TASK OBJECTIVE: Reproduce exactly, and only, the lines below from the one containing "the next run." through the one containing "None => tensors.first_mut().map(|t|".

INPUT DATA:
□ □ □

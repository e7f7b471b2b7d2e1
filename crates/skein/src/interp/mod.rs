//! Interpreter/session lifecycle: compile a serialized graph against a
//! schedule configuration, resize it, run it, tear it down.
//!
//! A `Session` is a fixed compiled schedule: op execution order is decided
//! at compile time and never changes across runs, so two sessions compiled
//! from the same graph produce bit-identical outputs regardless of thread
//! count. Session input/output tensors are owned by the session and handed
//! out as borrows.

use std::path::Path;
use std::sync::{Arc, Mutex};

use crate::backend::{registry, Backend, EngineError, EngineResult, ScheduleConfig};
use crate::graph::infer::infer_op;
use crate::graph::node::{OpKind, VarInfo};
use crate::graph::GraphProto;
use crate::tensor::{RawTensor, TensorData};

/// Owns a deserialized graph and the sessions compiled from it.
pub struct Interpreter {
    proto: Option<GraphProto>,
    sessions: Vec<Arc<Mutex<Session>>>,
}

impl Interpreter {
    /// Deserializes a model from bytes.
    pub fn from_buffer(bytes: &[u8]) -> EngineResult<Interpreter> {
        let proto = GraphProto::from_bytes(bytes)?;
        Ok(Interpreter {
            proto: Some(proto),
            sessions: Vec::new(),
        })
    }

    /// Deserializes a model from a file.
    pub fn from_file(path: impl AsRef<Path>) -> EngineResult<Interpreter> {
        let bytes = std::fs::read(path)?;
        Interpreter::from_buffer(&bytes)
    }

    /// Drops the retained model graph. Compiled sessions stay runnable;
    /// creating new ones is no longer possible.
    pub fn release_model(&mut self) {
        self.proto = None;
    }

    /// Compiles the model against a schedule configuration. Returns `None`
    /// when the requested backend (and its backup) is unavailable or the
    /// graph cannot be compiled; the cause is logged.
    pub fn create_session(&mut self, config: &ScheduleConfig) -> Option<Arc<Mutex<Session>>> {
        let proto = match self.proto.as_ref() {
            Some(proto) => proto,
            None => {
                log::warn!("create_session called after release_model");
                return None;
            }
        };
        let backend = registry::create_backend(config.kind)
            .or_else(|| registry::create_backend(config.backup));
        let backend = match backend {
            Some(backend) => backend,
            None => {
                log::warn!(
                    "no backend registered for {:?} (backup {:?})",
                    config.kind,
                    config.backup
                );
                return None;
            }
        };
        match Session::compile(proto, backend, config.worker_count()) {
            Ok(session) => {
                let session = Arc::new(Mutex::new(session));
                self.sessions.push(Arc::clone(&session));
                Some(session)
            }
            Err(err) => {
                log::warn!("session compilation failed: {err}");
                None
            }
        }
    }

    /// Releases a session created by this interpreter.
    pub fn release_session(&mut self, session: &Arc<Mutex<Session>>) -> EngineResult<()> {
        let before = self.sessions.len();
        self.sessions.retain(|s| !Arc::ptr_eq(s, session));
        if self.sessions.len() == before {
            return Err(EngineError::InvalidArgument(
                "session does not belong to this interpreter".into(),
            ));
        }
        Ok(())
    }

    /// Number of live sessions owned by this interpreter.
    pub fn session_count(&self) -> usize {
        self.sessions.len()
    }

    /// Runs a session to completion (blocking).
    pub fn run_session(&self, session: &Arc<Mutex<Session>>) -> EngineResult<()> {
        session.lock().expect("session poisoned").run()
    }

    /// Re-infers every shape in a session from its current input tensor
    /// dimensions. Must be called whenever an input shape changed.
    pub fn resize_session(&self, session: &Arc<Mutex<Session>>) -> EngineResult<()> {
        session.lock().expect("session poisoned").resize()
    }
}

struct SessionTensor {
    name: String,
    node: usize,
    output: usize,
    /// Boxed so borrowed pointers handed across the boundary stay stable.
    tensor: Box<RawTensor>,
}

struct PlanOp {
    node: usize,
    kind: OpKind,
    inputs: Vec<(usize, usize)>,
    output_count: usize,
}

/// A compiled, runnable instance of a graph.
pub struct Session {
    backend: Arc<dyn Backend>,
    threads: usize,
    node_count: usize,
    plan: Vec<PlanOp>,
    constants: Vec<(usize, TensorData)>,
    inputs: Vec<SessionTensor>,
    outputs: Vec<SessionTensor>,
}

impl Session {
    fn compile(
        proto: &GraphProto,
        backend: Arc<dyn Backend>,
        threads: usize,
    ) -> EngineResult<Session> {
        let mut plan = Vec::new();
        let mut constants = Vec::new();
        let mut inputs = Vec::new();
        let mut infos: Vec<Vec<VarInfo>> = Vec::with_capacity(proto.nodes.len());

        for (index, node) in proto.nodes.iter().enumerate() {
            match &node.kind {
                OpKind::Input { dtype, shape } => {
                    let declared = node
                        .payload
                        .as_ref()
                        .map(|p| (p.dtype, p.shape.clone()))
                        .or_else(|| shape.clone().map(|s| (*dtype, s)))
                        .ok_or(EngineError::InfoNotAvailable)?;
                    let (dtype, shape) = declared;
                    let mut tensor = Box::new(RawTensor::alloc_host(shape.clone(), dtype));
                    if let Some(payload) = &node.payload {
                        tensor.host_bytes_mut()?.copy_from_slice(&payload.bytes);
                    }
                    let name = node_display_name(node, || format!("input:{}", inputs.len()));
                    infos.push(vec![VarInfo {
                        shape,
                        dtype,
                        order: node.layout,
                    }]);
                    inputs.push(SessionTensor {
                        name,
                        node: index,
                        output: 0,
                        tensor,
                    });
                }
                OpKind::Constant => {
                    let payload = node.payload.as_ref().ok_or_else(|| {
                        EngineError::Serde("constant node is missing its payload".into())
                    })?;
                    let value = TensorData::new(
                        payload.dtype,
                        payload.shape.clone(),
                        Arc::from(payload.bytes.clone().into_boxed_slice()),
                    )?;
                    infos.push(vec![VarInfo {
                        shape: payload.shape.clone(),
                        dtype: payload.dtype,
                        order: node.layout,
                    }]);
                    constants.push((index, value));
                }
                kind => {
                    let input_infos = gather_infos(&infos, &node.inputs)?;
                    infos.push(infer_op(kind, &input_infos)?);
                    plan.push(PlanOp {
                        node: index,
                        kind: kind.clone(),
                        inputs: node
                            .inputs
                            .iter()
                            .map(|(n, o)| (*n as usize, *o as usize))
                            .collect(),
                        output_count: node.output_count as usize,
                    });
                }
            }
        }

        let mut outputs = Vec::with_capacity(proto.outputs.len());
        for output in &proto.outputs {
            let info = infos
                .get(output.node as usize)
                .and_then(|outs| outs.get(output.output as usize))
                .ok_or_else(|| {
                    EngineError::Serde(format!(
                        "graph output '{}' references a missing value",
                        output.name
                    ))
                })?;
            outputs.push(SessionTensor {
                name: output.name.clone(),
                node: output.node as usize,
                output: output.output as usize,
                tensor: Box::new(RawTensor::alloc_host(info.shape.clone(), info.dtype)),
            });
        }

        Ok(Session {
            backend,
            threads,
            node_count: proto.nodes.len(),
            plan,
            constants,
            inputs,
            outputs,
        })
    }

    /// Executes every op in the compiled order and populates the output
    /// tensors. Blocking; repeatable.
    pub fn run(&mut self) -> EngineResult<()> {
        let mut values: Vec<Option<Vec<TensorData>>> = (0..self.node_count).map(|_| None).collect();

        for input in &self.inputs {
            values[input.node] = Some(vec![input.tensor.to_data()]);
        }
        for (node, value) in &self.constants {
            values[*node] = Some(vec![value.clone()]);
        }

        for op in &self.plan {
            let mut operands = Vec::with_capacity(op.inputs.len());
            for (node, output) in &op.inputs {
                let value = values[*node]
                    .as_ref()
                    .and_then(|outs| outs.get(*output))
                    .ok_or_else(|| {
                        EngineError::InvalidArgument(
                            "session plan consumes a value before it is produced".into(),
                        )
                    })?;
                operands.push(value.clone());
            }
            let produced = self.backend.execute(&op.kind, &operands, self.threads)?;
            if produced.len() != op.output_count {
                return Err(EngineError::InvalidArgument(format!(
                    "{} produced {} outputs, {} declared",
                    op.kind.op_name(),
                    produced.len(),
                    op.output_count
                )));
            }
            values[op.node] = Some(produced);
        }

        for output in &mut self.outputs {
            let value = values[output.node]
                .as_ref()
                .and_then(|outs| outs.get(output.output))
                .ok_or_else(|| {
                    EngineError::InvalidArgument(format!(
                        "session output '{}' was never produced",
                        output.name
                    ))
                })?;
            if output.tensor.shape() != value.shape() {
                // Caller resized an input without resize_session; correct
                // the output allocation rather than writing garbage.
                output.tensor.resize_dims(value.shape().dims().to_vec())?;
            }
            output.tensor.write_data(value)?;
        }
        Ok(())
    }

    /// Recomputes every shape from the current input tensor dims and
    /// reallocates the output tensors.
    pub fn resize(&mut self) -> EngineResult<()> {
        let mut infos: Vec<Option<Vec<VarInfo>>> = (0..self.node_count).map(|_| None).collect();
        for input in &self.inputs {
            infos[input.node] = Some(vec![VarInfo {
                shape: input.tensor.shape().clone(),
                dtype: input.tensor.dtype(),
                order: Default::default(),
            }]);
        }
        for (node, value) in &self.constants {
            infos[*node] = Some(vec![VarInfo {
                shape: value.shape().clone(),
                dtype: value.dtype(),
                order: Default::default(),
            }]);
        }
        for op in &self.plan {
            let mut input_infos = Vec::with_capacity(op.inputs.len());
            for (node, output) in &op.inputs {
                let info = infos[*node]
                    .as_ref()
                    .and_then(|outs| outs.get(*output))
                    .ok_or_else(|| {
                        EngineError::InvalidArgument(
                            "session plan consumes a value before it is produced".into(),
                        )
                    })?;
                input_infos.push(info.clone());
            }
            infos[op.node] = Some(infer_op(&op.kind, &input_infos)?);
        }

        for output in &mut self.outputs {
            let info = infos[output.node]
                .as_ref()
                .and_then(|outs| outs.get(output.output))
                .ok_or_else(|| {
                    EngineError::InvalidArgument(format!(
                        "session output '{}' has no inferable shape",
                        output.name
                    ))
                })?;
            output.tensor.resize_dims(info.shape.dims().to_vec())?;
        }
        Ok(())
    }

    /// Borrowed handle to a named input tensor (`None` selects the first).
    /// The tensor is owned by the session and must not outlive it.
    pub fn input(&mut self, name: Option<&str>) -> Option<&mut RawTensor> {
        find_tensor(&mut self.inputs, name)
    }

    /// Borrowed handle to a named output tensor (`None` selects the
    /// first). Owned by the session.
    pub fn output(&mut self, name: Option<&str>) -> Option<&mut RawTensor> {
        find_tensor(&mut self.outputs, name)
    }

    /// All input tensors with their names.
    pub fn inputs(&mut self) -> Vec<(&str, &mut RawTensor)> {
        self.inputs
            .iter_mut()
            .map(|t| (t.name.as_str(), t.tensor.as_mut()))
            .collect()
    }

    /// All output tensors with their names.
    pub fn outputs(&mut self) -> Vec<(&str, &mut RawTensor)> {
        self.outputs
            .iter_mut()
            .map(|t| (t.name.as_str(), t.tensor.as_mut()))
            .collect()
    }

    /// Resizes an input tensor in place. Callers must `resize()` the
    /// session before the next run.
    pub fn resize_input(&mut self, name: Option<&str>, dims: Vec<usize>) -> EngineResult<()> {
        let tensor = self
            .input(name)
            .ok_or_else(|| EngineError::InvalidArgument("no such input tensor".into()))?;
        tensor.resize_dims(dims)
    }

    pub fn backend_name(&self) -> &str {
        self.backend.name()
    }

    pub fn thread_count(&self) -> usize {
        self.threads
    }
}

fn find_tensor<'a>(
    tensors: &'a mut [SessionTensor],
    name: Option<&str>,
) -> Option<&'a mut RawTensor> {
    match name {
        None => tensors.first_mut().map(|t| t.tensor.as_mut()),
        Some(name) => tensors
            .iter_mut()
            .find(|t| t.name == name)
            .map(|t| t.tensor.as_mut()),
    }
}

fn gather_infos(
    infos: &[Vec<VarInfo>],
    edges: &[(u32, u32)],
) -> EngineResult<Vec<VarInfo>> {
    edges
        .iter()
        .map(|(node, output)| {
            infos
                .get(*node as usize)
                .and_then(|outs| outs.get(*output as usize))
                .cloned()
                .ok_or_else(|| {
                    EngineError::Serde("graph proto consumes a value before it is produced".into())
                })
        })
        .collect()
}

fn node_display_name(
    node: &crate::graph::serial::NodeProto,
    fallback: impl FnOnce() -> String,
) -> String {
    node.name
        .clone()
        .or_else(|| node.output_names.first().and_then(|n| n.clone()))
        .unwrap_or_else(fallback)
}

□ □ □

COMPLETED EXERCISE:
    /// session before the next run.
    pub fn resize_input(&mut self, name: Option<&str>, dims: Vec<usize>) -> EngineResult<()> {
        let tensor = self
            .input(name)
            .ok_or_else(|| EngineError::InvalidArgument("no such input tensor".into()))?;
        tensor.resize_dims(dims)
    }

    pub fn backend_name(&self) -> &str {
        self.backend.name()
    }

    pub fn thread_count(&self) -> usize {
        self.threads
    }
}

fn find_tensor<'a>(
    tensors: &'a mut [SessionTensor],
    name: Option<&str>,
) -> Option<&'a mut RawTensor> {
    match name {
        None => tensors.first_mut().map(|t| t.tensor.as_mut()),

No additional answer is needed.